Abstract
Background
Massive transfusion protocol (MTP) has been used to provide plasma and packed red blood cells (pRBCs) rapidly. MTP also has been adapted for non-traumatic patients. The effects of hospital-wide MTP implementation on clinical outcomes were reviewed.
Methods
This was a retrospective study of patients who received massive transfusion before and after MTP implementation, between August 2010 and May 2018. Massive transfusion was defined as 10 or more units of pRBCs within 24 h. Recipients of massive transfusion were divided into periods before and after MTP implementation. The 24 -h death rate, thirty-day death rate and several laboratory findings were investigated.
Results
Eighty patients whose massive transfusion occurred before MTP implementation and 63 patients whose massive transfusion occurred after MTP implementation were compared. No statistically significant difference was found in 24 -h death rate (15.0% vs. 23.8%, p = 0.181), or 30-day death rate (43.8% vs. 36.5%, p = 0.381). Use of an anti-fibrinolytic agent was more frequent in patients after the MTP implementation (31.3% vs. 55.6%, p = 0.003).
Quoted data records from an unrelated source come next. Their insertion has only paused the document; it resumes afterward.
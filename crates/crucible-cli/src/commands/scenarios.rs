//! The `scenarios` command: lists loadable scenarios.

use std::path::PathBuf;

use anyhow::Result;
use crucible_infrastructure::TomlScenarioRepository;

pub fn execute(scenarios_dir: PathBuf) -> Result<()> {
    let repository = TomlScenarioRepository::new(scenarios_dir);
    let summaries = repository.list();

    if summaries.is_empty() {
        println!("No scenarios found.");
        return Ok(());
    }

    println!("{:<28} {:<14} TITLE", "ID", "DOMAIN");
    for summary in summaries {
        println!("{:<28} {:<14} {}", summary.id, summary.domain, summary.title);
    }

    Ok(())
}
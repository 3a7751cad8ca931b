//! Storage adapters for Crucible.
//!
//! Everything that touches the filesystem lives here: atomic file writes,
//! secret (API key) storage, the TOML scenario repository and the session
//! artifact store.

pub mod artifact;
pub mod scenario_repository;
pub mod storage;

pub use artifact::{ArtifactPaths, ArtifactStore};
pub use scenario_repository::TomlScenarioRepository;
pub use storage::{AtomicFile, SecretStorage};
//! Transport collaborator boundary.
//!
//! The room/voice layer is a black box behind [`RoomTransport`]: the core
//! needs a reliable out-of-band data send and a speak-aloud primitive, and
//! receives finalized transcripts over an mpsc channel.

use async_trait::async_trait;
use crucible_core::error::Result;
use crucible_core::signal::FrontendSignal;
use tracing::warn;

/// A finalized transcribed utterance delivered by the transport.
#[derive(Debug, Clone)]
pub struct TranscriptEvent {
    /// Speaker label (usually the candidate).
    pub speaker: String,
    /// The transcribed text.
    pub text: String,
    /// Transcription confidence, 0.0-1.0.
    pub confidence: f64,
    /// Whether this is a finalized transcript; interim results are ignored.
    pub is_final: bool,
}

impl TranscriptEvent {
    /// A finalized candidate utterance with full confidence.
    pub fn candidate(text: impl Into<String>) -> Self {
        Self {
            speaker: "candidate".to_string(),
            text: text.into(),
            confidence: 1.0,
            is_final: true,
        }
    }

    /// Sets the transcription confidence.
    pub fn with_confidence(mut self, confidence: f64) -> Self {
        self.confidence = confidence;
        self
    }
}

/// The room/voice collaborator.
#[async_trait]
pub trait RoomTransport: Send + Sync {
    /// Reliably sends an out-of-band data payload to the frontend.
    async fn publish_data(&self, payload: Vec<u8>) -> Result<()>;

    /// Speaks text aloud to the candidate.
    async fn say(&self, text: &str) -> Result<()>;
}

/// Serializes and publishes a frontend signal.
///
/// Failures are logged and swallowed: a dropped visual signal degrades the
/// experience but never the session.
pub async fn send_signal(transport: &dyn RoomTransport, signal: &FrontendSignal) {
    match signal.to_bytes() {
        Ok(payload) => {
            if let Err(err) = transport.publish_data(payload).await {
                warn!("failed to publish frontend signal: {}", err);
            }
        }
        Err(err) => warn!("failed to serialize frontend signal: {}", err),
    }
}
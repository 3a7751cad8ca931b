//! Frontend signal payloads.
//!
//! Signals ride the transport's out-of-band data channel as JSON with a
//! `type` discriminator the frontend switches on.

use crate::error::Result;
use serde::{Deserialize, Serialize};

/// A signal published to the frontend over the data channel.
#[derive(Debug, Clone, PartialEq, Serialize, Deserialize)]
#[serde(tag = "type")]
pub enum FrontendSignal {
    /// Visual crisis popup.
    #[serde(rename = "CRISIS_POPUP")]
    CrisisPopup { title: String, message: String },
    /// Snapshot of the code the candidate is editing.
    #[serde(rename = "CODE_SNAPSHOT")]
    CodeSnapshot { code: String },
    /// A transcript line broadcast for display.
    #[serde(rename = "TRANSCRIPT")]
    Transcript { sender: String, text: String },
    /// Show or hide the coding notepad overlay.
    #[serde(rename = "TOGGLE_NOTEPAD")]
    ToggleNotepad { visible: bool },
    /// Banner-level crisis alert.
    #[serde(rename = "CRISIS_ALERT")]
    CrisisAlert { message: String },
    /// The interview is over.
    #[serde(rename = "INTERVIEW_END")]
    InterviewEnd { reason: String },
}

impl FrontendSignal {
    /// Serializes the signal to the JSON bytes the data channel carries.
    pub fn to_bytes(&self) -> Result<Vec<u8>> {
        Ok(serde_json::to_vec(self)?)
    }

    /// Builds a crisis popup, truncating the message for display.
    pub fn crisis_popup(question: &str) -> Self {
        let message = if question.len() > 100 {
            let cut = question
                .char_indices()
                .take_while(|(i, _)| *i < 100)
                .last()
                .map(|(i, c)| i + c.len_utf8())
                .unwrap_or(0);
            format!("{}...", &question[..cut])
        } else {
            question.to_string()
        };
        FrontendSignal::CrisisPopup {
            title: "INCOMING CRISIS".to_string(),
            message,
        }
    }
}

#[cfg(test)]
mod tests {
    use super::*;

    #[test]
    fn test_type_discriminators() {
        let cases = [
            (
                FrontendSignal::CrisisPopup {
                    title: "t".into(),
                    message: "m".into(),
                },
                "CRISIS_POPUP",
            ),
            (
                FrontendSignal::Transcript {
                    sender: "SYSTEM".into(),
                    text: "x".into(),
                },
                "TRANSCRIPT",
            ),
            (FrontendSignal::ToggleNotepad { visible: true }, "TOGGLE_NOTEPAD"),
            (
                FrontendSignal::InterviewEnd {
                    reason: "timeout".into(),
                },
                "INTERVIEW_END",
            ),
        ];

        for (signal, expected) in cases {
            let value: serde_json::Value =
                serde_json::from_slice(&signal.to_bytes().unwrap()).unwrap();
            assert_eq!(value["type"], expected);
        }
    }

    #[test]
    fn test_crisis_popup_truncates_long_messages() {
        let long = "x".repeat(300);
        match FrontendSignal::crisis_popup(&long) {
            FrontendSignal::CrisisPopup { message, .. } => {
                assert!(message.len() <= 103);
                assert!(message.ends_with("..."));
            }
            _ => unreachable!(),
        }

        let short = "brief crisis";
        match FrontendSignal::crisis_popup(short) {
            FrontendSignal::CrisisPopup { message, .. } => assert_eq!(message, short),
            _ => unreachable!(),
        }
    }

    #[test]
    fn test_round_trip() {
        let signal = FrontendSignal::CodeSnapshot {
            code: "fn main() {}".to_string(),
        };
        let bytes = signal.to_bytes().unwrap();
        let back: FrontendSignal = serde_json::from_slice(&bytes).unwrap();
        assert_eq!(back, signal);
    }
}
//! File storage primitives.

mod atomic_file;
mod secret;

pub use atomic_file::AtomicFile;
pub use secret::{ChatSecret, SecretConfig, SecretStorage};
A statistically significant difference was found in the lowest body temperature of the two groups during the 24 -h period (34.7 °C vs. 35.6 °C, p < 0.001). Transfusion ratio of plasma to pRBC was numerically improved after the MTP implementation (1:1.91 vs. 1:1.58, p = 0.173). Earlier initiation of pRBC transfusion was achieved after implementation (51 min vs. 40 min, p = 0.042).
Conclusions
MTP implementation showed improved coagulation profiles, but did not show a statistically significant death-rate reduction in non-traumatic patients.